A Pro-Business Pathway to a Better World

“Competitive advantage” is a key concept for the success of any business in a free market economy. There are many factors that can give a business a competitive advantage, ranging from honest strategies to illegal ones. Honest ones include having a better product or service, having better marketing and advertising, or making efficient use of resources to keep costs down. Less honest factors include using political influence to get company or industry-specific tax breaks and subsidies, or waivers from compliance with environmental standards. And, too often, companies go over the edge into unethical and illegal activities like union busting, illegal dumping of toxic waste, bribing public officials, conspiring to fix retail prices, or—in the case of the Mafia—simply bumping off one’s competitors.

It is natural for any company to use all the advantages available to it by law, and most companies push the envelope a little about the exact letter of the law. In fact, company officials have a fiduciary obligation to their stockholders to maximize profit, so they are always looking for new ways to do that. But when federal law creates a certain standard to which all companies in a particular sector are held, then that factor gets taken off the table and none can use it as a way of gaining competitive advantage. For example, no automobile manufacturer is allowed to gain a competitive advantage by eliminating seatbelts or reducing air pollution controls. So society is better off and no individual company is harmed. This is an appropriate role for government.

But the government has fallen short in two areas where it could be a great deal more proactive in protecting society from corporate practices that are damaging. The first of these is the cost of labor. Corporations have argued since time immemorial that the cost of labor should not be dictated by government. But if all corporations were held to the same minimum standard, none would be able to use the cost of labor as a way of gaining competitive advantage. The same concept applies to environmental regulations. Forward looking businessmen could take the lead on this and engage with government to create uniform labor and environmental standards that would better serve society, pressing for a ‘living wage” (sufficient to lift all full time workers out of poverty) without giving a competitive advantage to any one company.

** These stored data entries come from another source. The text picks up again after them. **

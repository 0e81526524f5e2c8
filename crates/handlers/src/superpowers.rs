// SPDX-License-Identifier: BUSL-1.1
// Copyright (c) 2026 Alfred Jean LLC

//! Superpowers context injection (spec §4.3.1): surfaces a well-known skill
//! descriptor on session open so the host discovers it without a separate
//! round-trip.

use async_trait::async_trait;
use hk_core::{Handler, HookInput, HookOutput, Response};
use std::path::Path;

const SKILL_RELATIVE_PATH: &str = ".claude/skills/using-superpowers/SKILL.md";

pub struct SuperpowersHandler;

impl SuperpowersHandler {
    pub fn new() -> Self {
        Self
    }
}

impl Default for SuperpowersHandler {
    fn default() -> Self {
        Self::new()
    }
}

#[async_trait]
impl Handler for SuperpowersHandler {
    fn name(&self) -> &str {
        "superpowers"
    }

    async fn handle(&self, input: &HookInput) -> anyhow::Result<Response> {
        let path = Path::new(&input.cwd).join(SKILL_RELATIVE_PATH);
        let Ok(contents) = std::fs::read_to_string(&path) else {
            return Ok(Response::ok());
        };

        let mut hook_specific_output = serde_json::Map::new();
        hook_specific_output.insert("skill".to_string(), serde_json::Value::String(contents));
        Ok(Response::with_stdout(HookOutput {
            hook_specific_output: Some(hook_specific_output),
            ..HookOutput::default()
        }))
    }
}

#[cfg(test)]
#[path = "superpowers_tests.rs"]
mod tests;
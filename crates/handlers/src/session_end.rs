// SPDX-License-Identifier: BUSL-1.1
// Copyright (c) 2026 Alfred Jean LLC

//! Session end (spec §4.3.13): summarizes the transcript, if any, and
//! persists a session record for the next session-context handler to find.

use async_trait::async_trait;
use hk_core::{timestamp, Clock, Handler, HookInput, Response};
use hk_state::session_record::{self, SessionRecord};
use std::collections::BTreeSet;
use std::path::{Path, PathBuf};
use std::sync::Arc;

const DEFAULT_MIN_SESSION_LENGTH: u64 = 10;

struct TranscriptSummary {
    summary: String,
    tools_used: Vec<String>,
    files_modified: Vec<String>,
    message_count: u64,
}

impl Default for TranscriptSummary {
    fn default() -> Self {
        Self { summary: String::new(), tools_used: Vec::new(), files_modified: Vec::new(), message_count: 0 }
    }
}

/// Best-effort JSONL transcript scan. Any I/O or parse error yields the
/// zero-value summary rather than failing the handler.
fn summarize_transcript(path: &Path) -> TranscriptSummary {
    let Ok(contents) = std::fs::read_to_string(path) else { return TranscriptSummary::default() };

    let mut tools_used = BTreeSet::new();
    let mut files_modified = BTreeSet::new();
    let mut message_count = 0u64;
    let mut last_assistant_text = String::new();

    for line in contents.lines() {
        let line = line.trim();
        if line.is_empty() {
            continue;
        }
        let Ok(value) = serde_json::from_str::<serde_json::Value>(line) else { continue };
        let role = value.get("type").and_then(|v| v.as_str()).unwrap_or("");
        if role != "assistant" && role != "user" {
            continue;
        }
        message_count += 1;

        let Some(content) = value.get("message").and_then(|m| m.get("content")).and_then(|c| c.as_array()) else {
            continue;
        };
        for block in content {
            match block.get("type").and_then(|v| v.as_str()) {
                Some("text") => {
                    if role == "assistant" {
                        if let Some(text) = block.get("text").and_then(|v| v.as_str()) {
                            last_assistant_text = text.trim().to_string();
                        }
                    }
                }
                Some("tool_use") => {
                    if let Some(name) = block.get("name").and_then(|v| v.as_str()) {
                        tools_used.insert(name.to_string());
                        if matches!(name, "Edit" | "Write" | "MultiEdit" | "NotebookEdit") {
                            if let Some(file_path) =
                                block.get("input").and_then(|i| i.get("file_path")).and_then(|v| v.as_str())
                            {
                                files_modified.insert(file_path.to_string());
                            }
                        }
                    }
                }
                _ => {}
            }
        }
    }

    TranscriptSummary {
        summary: last_assistant_text,
        tools_used: tools_used.into_iter().collect(),
        files_modified: files_modified.into_iter().collect(),
        message_count,
    }
}

pub struct SessionEndHandler<C: Clock> {
    home: PathBuf,
    clock: Arc<C>,
    min_session_length: u64,
}

impl<C: Clock> SessionEndHandler<C> {
    pub fn new(home: PathBuf, clock: Arc<C>, min_session_length: Option<u64>) -> Self {
        Self { home, clock, min_session_length: min_session_length.unwrap_or(DEFAULT_MIN_SESSION_LENGTH) }
    }
}

#[async_trait]
impl<C: Clock + 'static> Handler for SessionEndHandler<C> {
    fn name(&self) -> &str {
        "session-end"
    }

    async fn handle(&self, input: &HookInput) -> anyhow::Result<Response> {
        let summary = match &input.transcript_path {
            Some(path) if !path.is_empty() => summarize_transcript(Path::new(path)),
            _ => TranscriptSummary::default(),
        };

        let now_ms = self.clock.epoch_ms();
        let now_iso = timestamp::format_iso8601(now_ms);
        let date = now_iso[..10].to_string();
        let time = &now_iso[11..16];

        let record = SessionRecord {
            version: "1".to_string(),
            id: input.session_id.clone(),
            date,
            started: now_iso.clone(),
            ended: now_iso,
            title: format!("Session {time}"),
            summary: summary.summary,
            tools_used: summary.tools_used,
            files_modified: summary.files_modified,
            message_count: summary.message_count,
        };

        session_record::store(&self.home, &record);

        if record.message_count >= self.min_session_length {
            return Ok(Response::with_stderr(
                "This was a substantial session. Consider extracting reusable patterns before starting the next one.",
            ));
        }

        Ok(Response::ok())
    }
}

#[cfg(test)]
#[path = "session_end_tests.rs"]
mod tests;
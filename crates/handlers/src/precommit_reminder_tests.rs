// SPDX-License-Identifier: BUSL-1.1
// Copyright (c) 2026 Alfred Jean LLC

use super::*;
use hk_core::EventName;

fn bash_input(command: &str) -> HookInput {
    HookInput {
        event_name: EventName::PreToolUse,
        tool_name: Some("Bash".to_string()),
        tool_input: Some(serde_json::json!({"command": command})),
        ..HookInput::default()
    }
}

#[tokio::test]
async fn fires_on_git_commit() {
    let handler = PrecommitReminderHandler::new(true, "make precommit".to_string());
    let response = handler.handle(&bash_input("git commit -m 'wip'")).await.unwrap();
    assert!(response.stderr.contains("make precommit"));
    assert_eq!(response.exit_code, 0);
}

#[tokio::test]
async fn ignores_other_bash_commands() {
    let handler = PrecommitReminderHandler::new(true, "make precommit".to_string());
    let response = handler.handle(&bash_input("git status")).await.unwrap();
    assert_eq!(response.stderr, "");
}

#[tokio::test]
async fn ignores_non_bash_tools() {
    let handler = PrecommitReminderHandler::new(true, "make precommit".to_string());
    let mut input = bash_input("git commit");
    input.tool_name = Some("Write".to_string());
    let response = handler.handle(&input).await.unwrap();
    assert_eq!(response.stderr, "");
}

#[tokio::test]
async fn disabled_never_fires() {
    let handler = PrecommitReminderHandler::new(false, "make precommit".to_string());
    let response = handler.handle(&bash_input("git commit")).await.unwrap();
    assert_eq!(response.stderr, "");
}
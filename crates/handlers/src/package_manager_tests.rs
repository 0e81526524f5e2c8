// SPDX-License-Identifier: BUSL-1.1
// Copyright (c) 2026 Alfred Jean LLC

use super::*;
use hk_core::EventName;
use tempfile::tempdir;

fn input_with_cwd(cwd: &Path) -> HookInput {
    HookInput { event_name: EventName::SessionStart, cwd: cwd.display().to_string(), ..HookInput::default() }
}

#[tokio::test]
async fn no_lockfile_produces_no_env_file() {
    let cwd = tempdir().unwrap();
    let handler = PackageManagerHandler::new(None);
    handler.handle(&input_with_cwd(cwd.path())).await.unwrap();
    assert!(!cwd.path().join(".claude/.env").exists());
}

#[tokio::test]
async fn detects_yarn_over_npm_when_both_present() {
    let cwd = tempdir().unwrap();
    std::fs::write(cwd.path().join("yarn.lock"), "").unwrap();
    std::fs::write(cwd.path().join("package-lock.json"), "").unwrap();

    let handler = PackageManagerHandler::new(None);
    handler.handle(&input_with_cwd(cwd.path())).await.unwrap();
    let contents = std::fs::read_to_string(cwd.path().join(".claude/.env")).unwrap();
    assert_eq!(contents, "PREFERRED_PACKAGE_MANAGER=yarn\n");
}

#[tokio::test]
async fn config_override_wins_over_detection() {
    let cwd = tempdir().unwrap();
    std::fs::write(cwd.path().join("yarn.lock"), "").unwrap();

    let handler = PackageManagerHandler::new(Some("pnpm".to_string()));
    handler.handle(&input_with_cwd(cwd.path())).await.unwrap();
    let contents = std::fs::read_to_string(cwd.path().join(".claude/.env")).unwrap();
    assert_eq!(contents, "PREFERRED_PACKAGE_MANAGER=pnpm\n");
}
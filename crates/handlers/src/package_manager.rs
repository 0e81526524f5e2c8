// SPDX-License-Identifier: BUSL-1.1
// Copyright (c) 2026 Alfred Jean LLC

//! Package manager detection (spec §4.3.2): persists the detected (or
//! configured) package manager into the host's per-project env file.

use async_trait::async_trait;
use hk_core::{Handler, HookInput, Response};
use std::path::Path;

/// Lockfile name to manager name, checked in this order when more than one
/// is present (ties break by listing `yarn`/`pnpm`/`bun`/`npm` in that
/// preference order).
const LOCKFILES: &[(&str, &str)] =
    &[("yarn.lock", "yarn"), ("pnpm-lock.yaml", "pnpm"), ("bun.lockb", "bun"), ("package-lock.json", "npm")];

pub struct PackageManagerHandler {
    preferred_override: Option<String>,
}

impl PackageManagerHandler {
    pub fn new(preferred_override: Option<String>) -> Self {
        Self { preferred_override }
    }

    fn detect(cwd: &Path) -> Option<&'static str> {
        LOCKFILES.iter().find(|(lockfile, _)| cwd.join(lockfile).exists()).map(|(_, manager)| *manager)
    }
}

#[async_trait]
impl Handler for PackageManagerHandler {
    fn name(&self) -> &str {
        "package-manager"
    }

    async fn handle(&self, input: &HookInput) -> anyhow::Result<Response> {
        let cwd = Path::new(&input.cwd);
        let manager = match &self.preferred_override {
            Some(preferred) => preferred.clone(),
            None => match Self::detect(cwd) {
                Some(manager) => manager.to_string(),
                None => return Ok(Response::ok()),
            },
        };

        let env_dir = cwd.join(".claude");
        std::fs::create_dir_all(&env_dir)?;
        let env_path = env_dir.join(".env");
        std::fs::write(env_path, format!("PREFERRED_PACKAGE_MANAGER={manager}\n"))?;
        Ok(Response::ok())
    }
}

#[cfg(test)]
#[path = "package_manager_tests.rs"]
mod tests;
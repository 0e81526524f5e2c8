// SPDX-License-Identifier: BUSL-1.1
// Copyright (c) 2026 Alfred Jean LLC

// Allow panic!/unwrap/expect in test code
#![cfg_attr(test, allow(clippy::panic))]
#![cfg_attr(test, allow(clippy::unwrap_used))]
#![cfg_attr(test, allow(clippy::expect_used))]

//! hk-state: file-backed per-session and global state stores (spec §3.3).
//! Every writer in this crate applies the user-only permission mask via
//! [`perms`] and, where the identifying key is untrusted input, routes the
//! filename through `hk_core::paths::safe_join`.

pub mod compaction_log;
pub mod counter;
pub mod debug_trace;
pub mod drift;
pub mod observations;
pub mod perms;
pub mod session_record;

pub use debug_trace::DebugTrace;
pub use drift::DriftState;
pub use observations::Observation;
pub use session_record::SessionRecord;
// SPDX-License-Identifier: BUSL-1.1
// Copyright (c) 2026 Alfred Jean LLC

//! Session context (spec §4.3.3): surfaces the prior session's summary, and
//! an advisory note about any configured session aliases, on session start.

use async_trait::async_trait;
use hk_core::{Handler, HookInput, HookOutput, Response};
use hk_state::session_record;
use std::path::PathBuf;

pub struct SessionContextHandler {
    home: PathBuf,
}

impl SessionContextHandler {
    pub fn new(home: PathBuf) -> Self {
        Self { home }
    }
}

#[async_trait]
impl Handler for SessionContextHandler {
    fn name(&self) -> &str {
        "session-context"
    }

    async fn handle(&self, _input: &HookInput) -> anyhow::Result<Response> {
        let mut stdout = None;
        if let Some(record) = session_record::find_latest(&self.home) {
            if !record.summary.is_empty() {
                stdout = Some(HookOutput {
                    additional_context: vec![format!("Previous session ({}): {}", record.date, record.summary)],
                    ..HookOutput::default()
                });
            }
        }

        let mut stderr = String::new();
        if let Some(names) = alias_names(&self.home) {
            stderr.push_str(&format!("Known session aliases: {}\n", names.join(", ")));
        }

        Ok(Response { exit_code: 0, stdout, stderr })
    }
}

/// Read the global alias map (owned by an external alias subcommand; spec
/// §3.3 "read-only from core"). Absent or malformed file yields `None`.
fn alias_names(home: &std::path::Path) -> Option<Vec<String>> {
    let raw = std::fs::read_to_string(home.join("session-aliases.json")).ok()?;
    let value: serde_json::Value = serde_json::from_str(&raw).ok()?;
    let map = value.as_object()?;
    if map.is_empty() {
        return None;
    }
    let mut names: Vec<String> = map.keys().cloned().collect();
    names.sort();
    Some(names)
}

#[cfg(test)]
#[path = "session_context_tests.rs"]
mod tests;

Uniform standards, however, are much more difficult to develop and enforce in a global economy, thanks in large part to President Clinton’s rush to pass global free trade treaties in which labor and environmental protections were almost completely ignored. Nonetheless, if we can ban the import of illegal ivory, we should be able to ban the import of goods manufactured by companies that exploit their labor force or trash the environment. The regulatory and enforcement infrastructure needed to implement such a program would be expensive, and the price of consumer goods would certainly rise, but the benefits to society everywhere would be well worth the cost.

Further, by having product prices reflect their true cost (rather than keeping prices artificially low by “externalizing” the costs of human suffering and environmental degradation), consumers would be encouraged to focus more on necessities and less on the trivialities that have so cluttered up our world. As a result, our collective quality of life would rise, even though our “standard of living”, as narrowly defined by how much stuff we can buy, would likely take a dip. It’s sometimes difficult to imagine a world where everyone could have a good paying job, where no one has to starve, and where society works collectively to protect the precious ecosystems upon which all life depends. But if labor and environment were taken off the table as factors by which companies gain a competitive advantage, we would make great strides in that direction. Will the new Obama administration have the vision and courage to do this?